PROBLEM TO WORK ON: Copy the data below exactly.
- - - - -
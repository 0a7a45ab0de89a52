//! 日志初始化
//!
//! 默认 info，可通过 RUST_LOG 覆盖；输出前把机器人 token 等密钥替换为 `***`。

use std::io::{self, Write};
use std::sync::Arc;

use tracing_subscriber::fmt::MakeWriter;
use tracing_subscriber::{fmt, prelude::*, EnvFilter};

/// 对每条日志做密钥替换后写入 stderr
#[derive(Clone, Default)]
pub struct RedactingWriter {
    secrets: Arc<Vec<String>>,
}

impl RedactingWriter {
    /// 忽略过短的值，避免误伤普通文本
    pub fn new(secrets: impl IntoIterator<Item = String>) -> Self {
        let secrets = secrets.into_iter().filter(|s| s.len() >= 8).collect();
        Self {
            secrets: Arc::new(secrets),
        }
    }

    pub fn redact(&self, line: &str) -> String {
        self.secrets
            .iter()
            .fold(line.to_string(), |acc, secret| acc.replace(secret.as_str(), "***"))
    }
}

pub struct RedactingLine {
    writer: RedactingWriter,
}

impl Write for RedactingLine {
    fn write(&mut self, buf: &[u8]) -> io::Result<usize> {
        let line = String::from_utf8_lossy(buf);
        io::stderr().write_all(self.writer.redact(&line).as_bytes())?;
        Ok(buf.len())
    }

    fn flush(&mut self) -> io::Result<()> {
        io::stderr().flush()
    }
}

impl<'a> MakeWriter<'a> for RedactingWriter {
    type Writer = RedactingLine;

    fn make_writer(&'a self) -> Self::Writer {
        RedactingLine { writer: self.clone() }
    }
}

pub fn init(secrets: impl IntoIterator<Item = String>) {
    let filter = EnvFilter::try_from_default_env().unwrap_or_else(|_| EnvFilter::new("info,sqlx=warn,hyper=warn"));
    tracing_subscriber::registry()
        .with(filter)
        .with(fmt::layer().with_writer(RedactingWriter::new(secrets)))
        .init();
}
//! OpenAI 兼容 API 客户端
//!
//! 通过 async_openai 调用任意 OpenAI 兼容端点（默认本地 LM Studio 的 /v1）。

use std::sync::atomic::{AtomicU64, Ordering};
use std::sync::Arc;

use async_openai::config::OpenAIConfig;
use async_openai::types::chat::{
    ChatCompletionRequestAssistantMessageArgs, ChatCompletionRequestMessage,
    ChatCompletionRequestSystemMessageArgs, ChatCompletionRequestUserMessageArgs,
    CreateChatCompletionRequestArgs,
};
use async_openai::Client;
use async_trait::async_trait;

use crate::llm::{CompletionOptions, LlmClient, LlmError};
use crate::memory::{Message, Role};

/// Token 使用统计（累计值）
#[derive(Debug, Clone, Default)]
pub struct TokenUsage {
    pub prompt_tokens: Arc<AtomicU64>,
    pub completion_tokens: Arc<AtomicU64>,
}

impl TokenUsage {
    pub fn add(&self, prompt: u64, completion: u64) {
        self.prompt_tokens.fetch_add(prompt, Ordering::Relaxed);
        self.completion_tokens.fetch_add(completion, Ordering::Relaxed);
    }

    pub fn get(&self) -> (u64, u64, u64) {
        let p = self.prompt_tokens.load(Ordering::Relaxed);
        let c = self.completion_tokens.load(Ordering::Relaxed);
        (p, c, p + c)
    }
}

/// OpenAI 兼容客户端：持有 Client 与 model 名，complete 时转 Message 为 API 格式并取首条 content
pub struct OpenAiClient {
    client: Client<OpenAIConfig>,
    model: String,
    usage: TokenUsage,
}

impl OpenAiClient {
    pub fn new(base_url: &str, model: &str, api_key: Option<&str>) -> Self {
        // LM Studio 不校验 key，但 async-openai 需要一个值
        let api_key = api_key
            .map(String::from)
            .or_else(|| std::env::var("OPENAI_API_KEY").ok())
            .unwrap_or_else(|| "lm-studio".to_string());

        let config = OpenAIConfig::new().with_api_base(base_url).with_api_key(api_key);

        Self {
            client: Client::with_config(config),
            model: model.to_string(),
            usage: TokenUsage::default(),
        }
    }

    fn to_openai_messages(messages: &[Message]) -> Result<Vec<ChatCompletionRequestMessage>, LlmError> {
        let invalid = |e: async_openai::error::OpenAIError| LlmError::InvalidRequest(e.to_string());
        messages
            .iter()
            .map(|m| {
                Ok(match m.role {
                    Role::System => ChatCompletionRequestMessage::System(
                        ChatCompletionRequestSystemMessageArgs::default()
                            .content(m.content.clone())
                            .build()
                            .map_err(invalid)?,
                    ),
                    Role::User => ChatCompletionRequestMessage::User(
                        ChatCompletionRequestUserMessageArgs::default()
                            .content(m.content.clone())
                            .build()
                            .map_err(invalid)?,
                    ),
                    Role::Assistant => ChatCompletionRequestMessage::Assistant(
                        ChatCompletionRequestAssistantMessageArgs::default()
                            .content(m.content.clone())
                            .build()
                            .map_err(invalid)?,
                    ),
                })
            })
            .collect()
    }
}

#[async_trait]
impl LlmClient for OpenAiClient {
    async fn complete(&self, messages: &[Message], opts: &CompletionOptions) -> Result<String, LlmError> {
        let request = CreateChatCompletionRequestArgs::default()
            .model(&self.model)
            .messages(Self::to_openai_messages(messages)?)
            .max_completion_tokens(opts.max_tokens)
            .temperature(opts.temperature)
            .build()
            .map_err(|e| LlmError::InvalidRequest(e.to_string()))?;

        let response = self
            .client
            .chat()
            .create(request)
            .await
            .map_err(|e| LlmError::Request(e.to_string()))?;

        if let Some(usage) = &response.usage {
            self.usage
                .add(usage.prompt_tokens as u64, usage.completion_tokens as u64);
        }

        let content = response
            .choices
            .first()
            .and_then(|c| c.message.content.clone())
            .unwrap_or_default();

        if content.trim().is_empty() {
            return Err(LlmError::EmptyResponse);
        }
        Ok(content)
    }

    fn model(&self) -> &str {
        &self.model
    }

    fn token_usage(&self) -> (u64, u64, u64) {
        self.usage.get()
    }
}

#[cfg(test)]
mod tests {
    use super::*;

    #[test]
    fn test_message_conversion_keeps_roles() {
        let msgs = vec![
            Message::system("sys"),
            Message::user("hi"),
            Message::assistant("hello"),
        ];
        let converted = OpenAiClient::to_openai_messages(&msgs).unwrap();
        assert_eq!(converted.len(), 3);
        assert!(matches!(converted[0], ChatCompletionRequestMessage::System(_)));
        assert!(matches!(converted[1], ChatCompletionRequestMessage::User(_)));
        assert!(matches!(converted[2], ChatCompletionRequestMessage::Assistant(_)));
    }

    #[test]
    fn test_token_usage_accumulates() {
        let usage = TokenUsage::default();
        usage.add(10, 5);
        usage.add(1, 1);
        assert_eq!(usage.get(), (11, 6, 17));
    }
}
- - - - -
EXPECTED ANSWER:
repository 0a7a45ab0de89a52
//! 日志初始化
//!
//! 默认 info，可通过 RUST_LOG 覆盖；输出前把机器人 token 等密钥替换为 `***`。

use std::io::{self, Write};
use std::sync::Arc;

use tracing_subscriber::fmt::MakeWriter;
use tracing_subscriber::{fmt, prelude::*, EnvFilter};

/// 对每条日志做密钥替换后写入 stderr
#[derive(Clone, Default)]
pub struct RedactingWriter {
    secrets: Arc<Vec<String>>,
}

impl RedactingWriter {
    /// 忽略过短的值，避免误伤普通文本
    pub fn new(secrets: impl IntoIterator<Item = String>) -> Self {
        let secrets = secrets.into_iter().filter(|s| s.len() >= 8).collect();
        Self {
            secrets: Arc::new(secrets),
        }
    }

    pub fn redact(&self, line: &str) -> String {
        self.secrets
            .iter()
            .fold(line.to_string(), |acc, secret| acc.replace(secret.as_str(), "***"))
    }
}

pub struct RedactingLine {
    writer: RedactingWriter,
}

impl Write for RedactingLine {
    fn write(&mut self, buf: &[u8]) -> io::Result<usize> {
        let line = String::from_utf8_lossy(buf);
        io::stderr().write_all(self.writer.redact(&line).as_bytes())?;
        Ok(buf.len())
    }

    fn flush(&mut self) -> io::Result<()> {
        io::stderr().flush()
    }
}

impl<'a> MakeWriter<'a> for RedactingWriter {
    type Writer = RedactingLine;

    fn make_writer(&'a self) -> Self::Writer {
        RedactingLine { writer: self.clone() }
    }
}

pub fn init(secrets: impl IntoIterator<Item = String>) {
    let filter = EnvFilter::try_from_default_env().unwrap_or_else(|_| EnvFilter::new("info,sqlx=warn,hyper=warn"));
    tracing_subscriber::registry()
        .with(filter)
        .with(fmt::layer().with_writer(RedactingWriter::new(secrets)))
        .init();
}
//! OpenAI 兼容 API 客户端
//!
//! 通过 async_openai 调用任意 OpenAI 兼容端点（默认本地 LM Studio 的 /v1）。

use std::sync::atomic::{AtomicU64, Ordering};
use std::sync::Arc;

use async_openai::config::OpenAIConfig;
use async_openai::types::chat::{
    ChatCompletionRequestAssistantMessageArgs, ChatCompletionRequestMessage,
    ChatCompletionRequestSystemMessageArgs, ChatCompletionRequestUserMessageArgs,
    CreateChatCompletionRequestArgs,
};
use async_openai::Client;
use async_trait::async_trait;

use crate::llm::{CompletionOptions, LlmClient, LlmError};
use crate::memory::{Message, Role};

/// Token 使用统计（累计值）
#[derive(Debug, Clone, Default)]
pub struct TokenUsage {
    pub prompt_tokens: Arc<AtomicU64>,
    pub completion_tokens: Arc<AtomicU64>,
}

impl TokenUsage {
    pub fn add(&self, prompt: u64, completion: u64) {
        self.prompt_tokens.fetch_add(prompt, Ordering::Relaxed);
        self.completion_tokens.fetch_add(completion, Ordering::Relaxed);
    }

    pub fn get(&self) -> (u64, u64, u64) {
        let p = self.prompt_tokens.load(Ordering::Relaxed);
        let c = self.completion_tokens.load(Ordering::Relaxed);
        (p, c, p + c)
    }
}

/// OpenAI 兼容客户端：持有 Client 与 model 名，complete 时转 Message 为 API 格式并取首条 content
pub struct OpenAiClient {
    client: Client<OpenAIConfig>,
    model: String,
    usage: TokenUsage,
}

impl OpenAiClient {
    pub fn new(base_url: &str, model: &str, api_key: Option<&str>) -> Self {
        // LM Studio 不校验 key，但 async-openai 需要一个值
        let api_key = api_key
            .map(String::from)
            .or_else(|| std::env::var("OPENAI_API_KEY").ok())
            .unwrap_or_else(|| "lm-studio".to_string());

        let config = OpenAIConfig::new().with_api_base(base_url).with_api_key(api_key);

        Self {
            client: Client::with_config(config),
            model: model.to_string(),
            usage: TokenUsage::default(),
        }
    }

    fn to_openai_messages(messages: &[Message]) -> Result<Vec<ChatCompletionRequestMessage>, LlmError> {
        let invalid = |e: async_openai::error::OpenAIError| LlmError::InvalidRequest(e.to_string());
        messages
            .iter()
            .map(|m| {
                Ok(match m.role {
                    Role::System => ChatCompletionRequestMessage::System(
                        ChatCompletionRequestSystemMessageArgs::default()
                            .content(m.content.clone())
                            .build()
                            .map_err(invalid)?,
                    ),
                    Role::User => ChatCompletionRequestMessage::User(
                        ChatCompletionRequestUserMessageArgs::default()
                            .content(m.content.clone())
                            .build()
                            .map_err(invalid)?,
                    ),
                    Role::Assistant => ChatCompletionRequestMessage::Assistant(
                        ChatCompletionRequestAssistantMessageArgs::default()
                            .content(m.content.clone())
                            .build()
                            .map_err(invalid)?,
                    ),
                })
            })
            .collect()
    }
}

#[async_trait]
impl LlmClient for OpenAiClient {
    async fn complete(&self, messages: &[Message], opts: &CompletionOptions) -> Result<String, LlmError> {
        let request = CreateChatCompletionRequestArgs::default()
            .model(&self.model)
            .messages(Self::to_openai_messages(messages)?)
            .max_completion_tokens(opts.max_tokens)
            .temperature(opts.temperature)
            .build()
            .map_err(|e| LlmError::InvalidRequest(e.to_string()))?;

        let response = self
            .client
            .chat()
            .create(request)
            .await
            .map_err(|e| LlmError::Request(e.to_string()))?;

        if let Some(usage) = &response.usage {
            self.usage
                .add(usage.prompt_tokens as u64, usage.completion_tokens as u64);
        }

        let content = response
            .choices
            .first()
            .and_then(|c| c.message.content.clone())
            .unwrap_or_default();

        if content.trim().is_empty() {
            return Err(LlmError::EmptyResponse);
        }
        Ok(content)
    }

    fn model(&self) -> &str {
        &self.model
    }

    fn token_usage(&self) -> (u64, u64, u64) {
        self.usage.get()
    }
}

#[cfg(test)]
mod tests {
    use super::*;

    #[test]
    fn test_message_conversion_keeps_roles() {
        let msgs = vec![
            Message::system("sys"),
            Message::user("hi"),
            Message::assistant("hello"),
        ];
        let converted = OpenAiClient::to_openai_messages(&msgs).unwrap();
        assert_eq!(converted.len(), 3);
        assert!(matches!(converted[0], ChatCompletionRequestMessage::System(_)));
        assert!(matches!(converted[1], ChatCompletionRequestMessage::User(_)));
        assert!(matches!(converted[2], ChatCompletionRequestMessage::Assistant(_)));
    }

    #[test]
    fn test_token_usage_accumulates() {
        let usage = TokenUsage::default();
        usage.add(10, 5);
        usage.add(1, 1);
        assert_eq!(usage.get(), (11, 6, 17));
    }
}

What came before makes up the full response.